//! Health check endpoints for the settlement engine.
//!
//! Provides endpoints for monitoring service health and readiness.

use axum::{http::StatusCode, Json};
use serde::Serialize;

/// Health check response.
#[derive(Serialize)]
pub struct HealthResponse {
    /// Service status
    pub status: String,
    /// Service version
    pub version: String,
}

/// Health check endpoint.
///
/// Returns 200 OK if the service is running. This is a simple liveness
/// check - it doesn't verify dependencies.
pub async fn health_check() -> (StatusCode, Json<HealthResponse>) {
    (
        StatusCode::OK,
        Json(HealthResponse {
            status: "ok".to_string(),
            version: env!("CARGO_PKG_VERSION").to_string(),
        }),
    )
}

/// Readiness check response.
#[derive(Serialize)]
pub struct ReadinessResponse {
    /// Overall readiness status
    pub ready: bool,
}

/// Readiness check endpoint.
///
/// Returns 200 OK once the service is ready to accept traffic; the store
/// pool is established before the router is served, so reachability of the
/// process implies readiness.
pub async fn readiness_check() -> (StatusCode, Json<ReadinessResponse>) {
    (StatusCode::OK, Json(ReadinessResponse { ready: true }))
}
□ □ □ □ □ □ □
What is expected:
Line by line, print the listing above exactly.

Result of this exercise:
//! Health check endpoints for the settlement engine.
//!
//! Provides endpoints for monitoring service health and readiness.

use axum::{http::StatusCode, Json};
use serde::Serialize;

/// Health check response.
#[derive(Serialize)]
pub struct HealthResponse {
    /// Service status
    pub status: String,
    /// Service version
    pub version: String,
}

/// Health check endpoint.
///
/// Returns 200 OK if the service is running. This is a simple liveness
/// check - it doesn't verify dependencies.
pub async fn health_check() -> (StatusCode, Json<HealthResponse>) {
    (
        StatusCode::OK,
        Json(HealthResponse {
            status: "ok".to_string(),
            version: env!("CARGO_PKG_VERSION").to_string(),
        }),
    )
}

/// Readiness check response.
#[derive(Serialize)]
pub struct ReadinessResponse {
    /// Overall readiness status
    pub ready: bool,
}

/// Readiness check endpoint.
///
/// Returns 200 OK once the service is ready to accept traffic; the store
/// pool is established before the router is served, so reachability of the
/// process implies readiness.
pub async fn readiness_check() -> (StatusCode, Json<ReadinessResponse>) {
    (StatusCode::OK, Json(ReadinessResponse { ready: true }))
}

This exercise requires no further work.